### [Task description]
From the data that follows, print exactly the lines starting at the one containing "pub fn include_tables(mut" and ending at the one containing "Default: 128 000."; include both of them and nothing more.

### [Task data]
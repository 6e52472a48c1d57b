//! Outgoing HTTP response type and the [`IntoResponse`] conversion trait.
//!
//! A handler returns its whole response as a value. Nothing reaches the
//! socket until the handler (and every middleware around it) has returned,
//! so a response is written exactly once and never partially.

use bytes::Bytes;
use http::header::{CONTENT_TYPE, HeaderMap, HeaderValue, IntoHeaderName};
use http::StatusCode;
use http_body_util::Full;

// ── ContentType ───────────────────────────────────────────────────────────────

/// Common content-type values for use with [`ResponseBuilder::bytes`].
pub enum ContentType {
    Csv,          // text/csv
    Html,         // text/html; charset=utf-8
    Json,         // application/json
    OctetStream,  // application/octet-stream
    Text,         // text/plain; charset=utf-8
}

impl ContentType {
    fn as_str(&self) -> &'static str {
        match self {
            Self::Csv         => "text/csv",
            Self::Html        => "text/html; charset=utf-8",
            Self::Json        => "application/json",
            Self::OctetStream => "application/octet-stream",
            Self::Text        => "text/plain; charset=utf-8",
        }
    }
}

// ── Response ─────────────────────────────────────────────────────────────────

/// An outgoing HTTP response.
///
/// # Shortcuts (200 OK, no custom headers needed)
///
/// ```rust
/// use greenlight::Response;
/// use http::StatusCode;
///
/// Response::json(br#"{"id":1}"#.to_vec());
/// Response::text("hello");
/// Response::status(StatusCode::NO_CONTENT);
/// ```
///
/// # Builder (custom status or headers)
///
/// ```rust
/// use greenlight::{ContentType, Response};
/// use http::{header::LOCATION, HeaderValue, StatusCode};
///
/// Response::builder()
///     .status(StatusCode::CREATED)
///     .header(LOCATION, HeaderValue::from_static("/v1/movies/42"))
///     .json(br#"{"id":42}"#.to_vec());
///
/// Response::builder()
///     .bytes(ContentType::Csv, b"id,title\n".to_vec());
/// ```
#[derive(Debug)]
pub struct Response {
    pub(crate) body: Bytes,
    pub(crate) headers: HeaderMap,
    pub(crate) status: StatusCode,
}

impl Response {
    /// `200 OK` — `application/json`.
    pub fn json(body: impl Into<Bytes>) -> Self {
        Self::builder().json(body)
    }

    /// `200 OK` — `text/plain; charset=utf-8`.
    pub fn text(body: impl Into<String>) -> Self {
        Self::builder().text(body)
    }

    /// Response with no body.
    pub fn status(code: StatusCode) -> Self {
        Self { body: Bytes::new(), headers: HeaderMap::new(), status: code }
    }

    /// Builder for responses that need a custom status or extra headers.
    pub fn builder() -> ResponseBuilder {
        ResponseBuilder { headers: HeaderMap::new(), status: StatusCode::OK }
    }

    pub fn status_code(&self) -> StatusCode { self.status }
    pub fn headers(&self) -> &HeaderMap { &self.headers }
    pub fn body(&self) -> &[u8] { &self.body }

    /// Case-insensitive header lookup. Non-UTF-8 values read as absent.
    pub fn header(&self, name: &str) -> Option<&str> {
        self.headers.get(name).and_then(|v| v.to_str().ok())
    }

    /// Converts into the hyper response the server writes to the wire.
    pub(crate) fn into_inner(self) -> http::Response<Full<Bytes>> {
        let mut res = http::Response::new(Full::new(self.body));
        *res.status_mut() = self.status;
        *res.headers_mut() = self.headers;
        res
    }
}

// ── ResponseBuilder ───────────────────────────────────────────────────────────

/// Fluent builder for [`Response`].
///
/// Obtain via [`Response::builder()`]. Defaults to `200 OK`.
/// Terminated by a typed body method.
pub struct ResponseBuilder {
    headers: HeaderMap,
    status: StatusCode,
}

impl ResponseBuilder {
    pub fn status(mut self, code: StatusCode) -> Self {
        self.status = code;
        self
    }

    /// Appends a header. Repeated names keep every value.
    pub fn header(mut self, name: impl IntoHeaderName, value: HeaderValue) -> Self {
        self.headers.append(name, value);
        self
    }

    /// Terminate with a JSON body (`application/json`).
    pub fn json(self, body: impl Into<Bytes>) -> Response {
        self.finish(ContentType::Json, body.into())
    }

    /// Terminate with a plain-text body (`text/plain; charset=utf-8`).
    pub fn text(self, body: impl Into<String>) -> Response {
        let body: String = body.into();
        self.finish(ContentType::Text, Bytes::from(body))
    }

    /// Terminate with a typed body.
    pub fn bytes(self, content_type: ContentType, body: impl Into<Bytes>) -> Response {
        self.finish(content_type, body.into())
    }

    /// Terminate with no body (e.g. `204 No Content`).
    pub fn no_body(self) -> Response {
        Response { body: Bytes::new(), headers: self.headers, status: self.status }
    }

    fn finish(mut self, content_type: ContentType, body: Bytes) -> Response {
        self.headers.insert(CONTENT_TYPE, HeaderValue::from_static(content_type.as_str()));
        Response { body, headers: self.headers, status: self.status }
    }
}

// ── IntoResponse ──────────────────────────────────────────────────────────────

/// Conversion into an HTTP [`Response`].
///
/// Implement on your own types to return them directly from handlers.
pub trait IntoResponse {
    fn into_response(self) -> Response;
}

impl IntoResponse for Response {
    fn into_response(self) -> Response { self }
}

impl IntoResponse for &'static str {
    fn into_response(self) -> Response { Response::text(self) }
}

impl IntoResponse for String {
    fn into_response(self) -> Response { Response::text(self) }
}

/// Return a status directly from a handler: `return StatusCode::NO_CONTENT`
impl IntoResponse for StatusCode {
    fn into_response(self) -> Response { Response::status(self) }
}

==

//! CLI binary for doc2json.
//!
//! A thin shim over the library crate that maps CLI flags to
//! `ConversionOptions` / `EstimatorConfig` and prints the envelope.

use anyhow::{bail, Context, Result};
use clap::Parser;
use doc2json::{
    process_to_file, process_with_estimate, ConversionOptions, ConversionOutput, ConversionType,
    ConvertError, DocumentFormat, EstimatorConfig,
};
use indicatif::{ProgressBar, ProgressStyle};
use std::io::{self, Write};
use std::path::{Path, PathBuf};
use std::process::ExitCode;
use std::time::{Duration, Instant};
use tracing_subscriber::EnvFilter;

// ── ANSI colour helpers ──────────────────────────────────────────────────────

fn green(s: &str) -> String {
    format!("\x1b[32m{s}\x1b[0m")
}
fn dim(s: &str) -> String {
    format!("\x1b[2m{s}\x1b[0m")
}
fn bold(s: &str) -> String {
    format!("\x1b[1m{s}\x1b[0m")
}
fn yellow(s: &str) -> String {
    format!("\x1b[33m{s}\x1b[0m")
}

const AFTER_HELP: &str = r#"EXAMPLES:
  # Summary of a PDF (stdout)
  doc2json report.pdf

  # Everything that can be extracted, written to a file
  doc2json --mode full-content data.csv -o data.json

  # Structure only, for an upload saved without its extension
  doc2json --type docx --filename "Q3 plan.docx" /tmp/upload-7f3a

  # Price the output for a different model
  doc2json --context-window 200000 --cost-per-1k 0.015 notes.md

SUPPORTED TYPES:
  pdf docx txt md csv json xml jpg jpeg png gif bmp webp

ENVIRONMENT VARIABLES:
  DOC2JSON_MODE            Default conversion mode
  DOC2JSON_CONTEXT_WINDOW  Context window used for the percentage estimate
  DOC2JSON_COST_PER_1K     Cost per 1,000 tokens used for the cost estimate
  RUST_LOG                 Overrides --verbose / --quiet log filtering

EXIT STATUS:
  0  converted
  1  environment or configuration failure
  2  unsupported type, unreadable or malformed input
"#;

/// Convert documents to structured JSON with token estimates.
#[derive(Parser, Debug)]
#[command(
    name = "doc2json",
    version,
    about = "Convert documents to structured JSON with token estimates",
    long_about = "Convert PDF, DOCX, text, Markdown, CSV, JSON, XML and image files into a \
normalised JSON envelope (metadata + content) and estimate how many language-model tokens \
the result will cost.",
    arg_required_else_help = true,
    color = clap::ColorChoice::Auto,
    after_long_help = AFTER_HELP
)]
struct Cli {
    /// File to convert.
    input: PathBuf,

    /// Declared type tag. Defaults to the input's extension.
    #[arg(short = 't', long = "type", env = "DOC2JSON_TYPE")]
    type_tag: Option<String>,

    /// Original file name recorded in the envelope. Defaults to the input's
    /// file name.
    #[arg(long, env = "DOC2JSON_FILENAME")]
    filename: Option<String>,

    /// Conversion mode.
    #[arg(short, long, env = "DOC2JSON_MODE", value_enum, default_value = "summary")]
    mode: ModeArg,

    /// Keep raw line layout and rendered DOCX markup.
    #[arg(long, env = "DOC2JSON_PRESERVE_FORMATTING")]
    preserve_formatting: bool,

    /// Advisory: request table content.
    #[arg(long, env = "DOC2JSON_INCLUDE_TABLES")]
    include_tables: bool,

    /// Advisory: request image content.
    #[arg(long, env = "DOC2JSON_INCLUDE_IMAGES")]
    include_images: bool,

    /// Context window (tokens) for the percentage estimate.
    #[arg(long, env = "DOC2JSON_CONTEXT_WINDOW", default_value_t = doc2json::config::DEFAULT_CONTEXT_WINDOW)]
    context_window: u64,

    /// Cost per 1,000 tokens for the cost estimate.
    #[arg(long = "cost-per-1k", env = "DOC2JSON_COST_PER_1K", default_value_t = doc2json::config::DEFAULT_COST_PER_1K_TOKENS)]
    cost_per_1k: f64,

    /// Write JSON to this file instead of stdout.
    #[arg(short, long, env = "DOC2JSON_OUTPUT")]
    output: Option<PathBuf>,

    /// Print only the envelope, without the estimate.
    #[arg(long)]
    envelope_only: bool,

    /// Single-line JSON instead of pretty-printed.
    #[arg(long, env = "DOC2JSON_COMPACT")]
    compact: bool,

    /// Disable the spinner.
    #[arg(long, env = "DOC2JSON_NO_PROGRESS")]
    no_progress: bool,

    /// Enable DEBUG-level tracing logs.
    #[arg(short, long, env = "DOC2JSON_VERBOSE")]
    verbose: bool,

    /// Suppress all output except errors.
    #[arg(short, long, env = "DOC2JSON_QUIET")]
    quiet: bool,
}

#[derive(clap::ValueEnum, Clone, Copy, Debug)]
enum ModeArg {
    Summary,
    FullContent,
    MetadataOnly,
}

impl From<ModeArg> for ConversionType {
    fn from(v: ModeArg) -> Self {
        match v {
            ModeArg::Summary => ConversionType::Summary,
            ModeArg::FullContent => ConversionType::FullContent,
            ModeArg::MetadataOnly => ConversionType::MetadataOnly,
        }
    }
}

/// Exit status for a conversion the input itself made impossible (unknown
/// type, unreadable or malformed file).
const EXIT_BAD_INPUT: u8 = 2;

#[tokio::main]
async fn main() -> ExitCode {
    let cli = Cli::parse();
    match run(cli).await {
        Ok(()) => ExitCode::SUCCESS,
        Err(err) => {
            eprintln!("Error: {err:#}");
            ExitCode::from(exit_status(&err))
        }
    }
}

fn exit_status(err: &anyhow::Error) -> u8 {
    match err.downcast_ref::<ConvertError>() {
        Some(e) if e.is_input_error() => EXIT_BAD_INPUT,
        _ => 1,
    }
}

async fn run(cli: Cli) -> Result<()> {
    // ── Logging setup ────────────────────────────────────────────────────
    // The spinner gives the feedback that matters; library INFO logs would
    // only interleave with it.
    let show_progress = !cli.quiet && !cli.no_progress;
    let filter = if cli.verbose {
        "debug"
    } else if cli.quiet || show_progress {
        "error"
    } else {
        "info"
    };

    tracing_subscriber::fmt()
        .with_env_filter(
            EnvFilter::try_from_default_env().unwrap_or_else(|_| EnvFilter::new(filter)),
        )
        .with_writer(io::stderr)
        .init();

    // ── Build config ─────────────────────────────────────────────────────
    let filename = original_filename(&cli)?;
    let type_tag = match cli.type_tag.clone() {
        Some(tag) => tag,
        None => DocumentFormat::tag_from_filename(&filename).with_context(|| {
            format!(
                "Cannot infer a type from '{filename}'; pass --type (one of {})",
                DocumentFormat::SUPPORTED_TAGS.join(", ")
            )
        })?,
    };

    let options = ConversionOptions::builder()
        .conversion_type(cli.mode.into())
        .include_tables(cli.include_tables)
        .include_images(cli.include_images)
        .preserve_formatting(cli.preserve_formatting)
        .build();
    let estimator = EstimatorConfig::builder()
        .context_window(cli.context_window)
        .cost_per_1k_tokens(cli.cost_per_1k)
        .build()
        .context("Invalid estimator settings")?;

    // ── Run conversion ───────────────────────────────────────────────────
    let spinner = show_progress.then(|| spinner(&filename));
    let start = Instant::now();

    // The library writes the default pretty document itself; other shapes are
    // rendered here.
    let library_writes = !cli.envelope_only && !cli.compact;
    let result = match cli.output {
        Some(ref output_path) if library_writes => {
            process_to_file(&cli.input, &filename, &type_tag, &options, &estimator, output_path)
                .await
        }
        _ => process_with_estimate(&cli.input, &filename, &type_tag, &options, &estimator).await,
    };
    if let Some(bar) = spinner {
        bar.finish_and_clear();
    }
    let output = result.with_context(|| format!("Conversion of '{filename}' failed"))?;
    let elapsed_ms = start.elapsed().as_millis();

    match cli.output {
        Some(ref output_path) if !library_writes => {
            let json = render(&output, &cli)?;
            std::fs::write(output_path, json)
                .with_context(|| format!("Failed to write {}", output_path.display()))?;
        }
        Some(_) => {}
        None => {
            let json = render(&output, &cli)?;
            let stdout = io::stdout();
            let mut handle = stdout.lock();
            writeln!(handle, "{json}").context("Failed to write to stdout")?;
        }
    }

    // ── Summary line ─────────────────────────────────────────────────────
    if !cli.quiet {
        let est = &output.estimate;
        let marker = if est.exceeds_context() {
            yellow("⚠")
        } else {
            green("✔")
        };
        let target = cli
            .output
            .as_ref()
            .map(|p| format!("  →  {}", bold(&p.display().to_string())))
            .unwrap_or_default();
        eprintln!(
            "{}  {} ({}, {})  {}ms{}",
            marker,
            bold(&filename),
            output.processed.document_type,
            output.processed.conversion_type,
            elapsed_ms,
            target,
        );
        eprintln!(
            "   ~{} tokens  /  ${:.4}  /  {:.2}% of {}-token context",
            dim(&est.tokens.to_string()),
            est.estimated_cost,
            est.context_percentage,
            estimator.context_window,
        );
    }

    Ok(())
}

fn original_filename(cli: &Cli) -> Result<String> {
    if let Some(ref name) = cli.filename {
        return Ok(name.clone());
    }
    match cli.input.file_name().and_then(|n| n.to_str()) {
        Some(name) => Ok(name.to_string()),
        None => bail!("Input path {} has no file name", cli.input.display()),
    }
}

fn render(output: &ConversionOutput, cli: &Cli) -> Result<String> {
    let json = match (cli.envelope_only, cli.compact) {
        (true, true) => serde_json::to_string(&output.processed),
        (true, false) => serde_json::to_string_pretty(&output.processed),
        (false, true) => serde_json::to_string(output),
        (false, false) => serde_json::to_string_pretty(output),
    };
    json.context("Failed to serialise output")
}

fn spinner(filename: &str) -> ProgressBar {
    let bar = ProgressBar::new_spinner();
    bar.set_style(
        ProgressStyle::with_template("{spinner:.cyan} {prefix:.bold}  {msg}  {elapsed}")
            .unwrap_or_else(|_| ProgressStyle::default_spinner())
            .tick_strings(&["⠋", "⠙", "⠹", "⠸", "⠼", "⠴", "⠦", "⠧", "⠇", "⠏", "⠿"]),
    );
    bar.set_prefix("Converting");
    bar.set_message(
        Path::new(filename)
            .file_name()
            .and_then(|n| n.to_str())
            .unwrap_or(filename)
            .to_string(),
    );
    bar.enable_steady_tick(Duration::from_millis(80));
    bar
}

* * *

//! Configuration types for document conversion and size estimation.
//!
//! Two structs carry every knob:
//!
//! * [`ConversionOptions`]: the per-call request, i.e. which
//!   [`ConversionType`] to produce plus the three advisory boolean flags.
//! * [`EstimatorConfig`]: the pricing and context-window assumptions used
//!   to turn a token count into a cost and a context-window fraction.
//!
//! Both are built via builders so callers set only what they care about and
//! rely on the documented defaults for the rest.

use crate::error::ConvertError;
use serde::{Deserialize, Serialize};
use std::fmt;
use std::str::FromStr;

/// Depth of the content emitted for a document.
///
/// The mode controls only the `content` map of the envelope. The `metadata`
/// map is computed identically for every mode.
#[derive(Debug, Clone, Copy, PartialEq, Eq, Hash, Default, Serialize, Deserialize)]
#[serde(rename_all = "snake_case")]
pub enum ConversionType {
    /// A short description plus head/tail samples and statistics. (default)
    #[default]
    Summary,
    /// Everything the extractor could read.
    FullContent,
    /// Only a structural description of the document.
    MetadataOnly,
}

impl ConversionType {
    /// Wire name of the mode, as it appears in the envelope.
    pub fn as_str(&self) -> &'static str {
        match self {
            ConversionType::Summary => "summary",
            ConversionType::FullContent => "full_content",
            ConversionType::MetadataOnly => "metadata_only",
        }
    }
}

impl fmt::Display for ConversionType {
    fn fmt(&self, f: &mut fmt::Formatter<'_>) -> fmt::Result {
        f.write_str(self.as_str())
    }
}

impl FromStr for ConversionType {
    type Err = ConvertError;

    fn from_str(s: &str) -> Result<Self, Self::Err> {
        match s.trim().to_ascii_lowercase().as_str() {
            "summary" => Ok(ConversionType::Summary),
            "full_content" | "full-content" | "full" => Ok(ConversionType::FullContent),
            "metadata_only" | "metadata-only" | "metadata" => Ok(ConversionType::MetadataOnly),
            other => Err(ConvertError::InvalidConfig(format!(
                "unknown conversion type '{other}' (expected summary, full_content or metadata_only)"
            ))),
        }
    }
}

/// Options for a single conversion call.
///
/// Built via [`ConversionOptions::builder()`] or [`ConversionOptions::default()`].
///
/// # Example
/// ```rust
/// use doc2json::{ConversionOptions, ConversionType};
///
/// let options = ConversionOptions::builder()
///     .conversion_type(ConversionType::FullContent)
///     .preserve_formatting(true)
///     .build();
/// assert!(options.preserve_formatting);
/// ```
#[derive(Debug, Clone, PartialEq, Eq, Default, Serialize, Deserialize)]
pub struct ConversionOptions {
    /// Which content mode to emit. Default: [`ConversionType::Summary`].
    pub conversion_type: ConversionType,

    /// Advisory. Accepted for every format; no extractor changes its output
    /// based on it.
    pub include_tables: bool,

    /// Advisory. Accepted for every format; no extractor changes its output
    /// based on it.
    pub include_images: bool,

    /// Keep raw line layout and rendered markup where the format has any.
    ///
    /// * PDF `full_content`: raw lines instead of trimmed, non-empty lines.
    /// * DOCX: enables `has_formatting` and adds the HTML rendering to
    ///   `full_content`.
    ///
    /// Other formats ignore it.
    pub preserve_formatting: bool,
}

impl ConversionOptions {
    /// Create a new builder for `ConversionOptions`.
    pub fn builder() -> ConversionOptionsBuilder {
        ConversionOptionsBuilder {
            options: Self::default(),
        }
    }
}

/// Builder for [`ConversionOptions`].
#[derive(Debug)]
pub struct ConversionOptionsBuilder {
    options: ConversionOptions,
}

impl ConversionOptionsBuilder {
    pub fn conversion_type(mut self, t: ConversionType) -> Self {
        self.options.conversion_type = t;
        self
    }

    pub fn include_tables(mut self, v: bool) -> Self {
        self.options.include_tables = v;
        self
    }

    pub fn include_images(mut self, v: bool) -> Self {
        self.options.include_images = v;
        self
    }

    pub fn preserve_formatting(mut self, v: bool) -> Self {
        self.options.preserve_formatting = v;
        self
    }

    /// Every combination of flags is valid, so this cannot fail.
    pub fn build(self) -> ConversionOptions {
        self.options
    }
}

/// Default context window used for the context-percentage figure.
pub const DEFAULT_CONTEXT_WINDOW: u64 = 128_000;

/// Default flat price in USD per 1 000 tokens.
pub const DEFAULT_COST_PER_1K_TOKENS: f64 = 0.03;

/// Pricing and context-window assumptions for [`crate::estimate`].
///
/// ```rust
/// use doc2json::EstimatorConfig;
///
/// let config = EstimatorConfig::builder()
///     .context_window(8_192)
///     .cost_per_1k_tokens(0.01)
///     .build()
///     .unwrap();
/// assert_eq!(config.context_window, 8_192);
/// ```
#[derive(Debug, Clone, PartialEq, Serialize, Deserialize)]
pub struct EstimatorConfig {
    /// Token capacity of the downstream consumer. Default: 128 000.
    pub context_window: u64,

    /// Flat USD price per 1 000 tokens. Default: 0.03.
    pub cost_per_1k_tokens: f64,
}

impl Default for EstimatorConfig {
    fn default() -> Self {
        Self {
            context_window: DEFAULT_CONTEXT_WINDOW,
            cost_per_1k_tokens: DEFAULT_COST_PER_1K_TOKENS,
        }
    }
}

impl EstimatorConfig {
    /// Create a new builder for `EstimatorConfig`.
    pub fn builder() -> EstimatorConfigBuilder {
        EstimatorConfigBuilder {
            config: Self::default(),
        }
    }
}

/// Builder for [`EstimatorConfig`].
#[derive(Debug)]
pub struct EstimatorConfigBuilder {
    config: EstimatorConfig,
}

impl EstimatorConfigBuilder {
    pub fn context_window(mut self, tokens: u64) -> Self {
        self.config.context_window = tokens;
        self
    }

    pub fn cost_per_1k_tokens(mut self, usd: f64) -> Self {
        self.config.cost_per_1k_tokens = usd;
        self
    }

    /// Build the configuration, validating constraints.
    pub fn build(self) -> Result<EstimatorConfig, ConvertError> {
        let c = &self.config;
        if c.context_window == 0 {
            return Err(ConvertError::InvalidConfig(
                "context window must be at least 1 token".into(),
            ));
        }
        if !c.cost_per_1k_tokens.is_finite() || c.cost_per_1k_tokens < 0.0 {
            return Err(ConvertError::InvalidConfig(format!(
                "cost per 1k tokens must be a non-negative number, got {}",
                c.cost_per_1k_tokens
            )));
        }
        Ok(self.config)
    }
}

### [Task result]
    pub fn include_tables(mut self, v: bool) -> Self {
        self.options.include_tables = v;
        self
    }

    pub fn include_images(mut self, v: bool) -> Self {
        self.options.include_images = v;
        self
    }

    pub fn preserve_formatting(mut self, v: bool) -> Self {
        self.options.preserve_formatting = v;
        self
    }

    /// Every combination of flags is valid, so this cannot fail.
    pub fn build(self) -> ConversionOptions {
        self.options
    }
}

/// Default context window used for the context-percentage figure.
pub const DEFAULT_CONTEXT_WINDOW: u64 = 128_000;

/// Default flat price in USD per 1 000 tokens.
pub const DEFAULT_COST_PER_1K_TOKENS: f64 = 0.03;

/// Pricing and context-window assumptions for [`crate::estimate`].
///
/// ```rust
/// use doc2json::EstimatorConfig;
///
/// let config = EstimatorConfig::builder()
///     .context_window(8_192)
///     .cost_per_1k_tokens(0.01)
///     .build()
///     .unwrap();
/// assert_eq!(config.context_window, 8_192);
/// ```
#[derive(Debug, Clone, PartialEq, Serialize, Deserialize)]
pub struct EstimatorConfig {
    /// Token capacity of the downstream consumer. Default: 128 000.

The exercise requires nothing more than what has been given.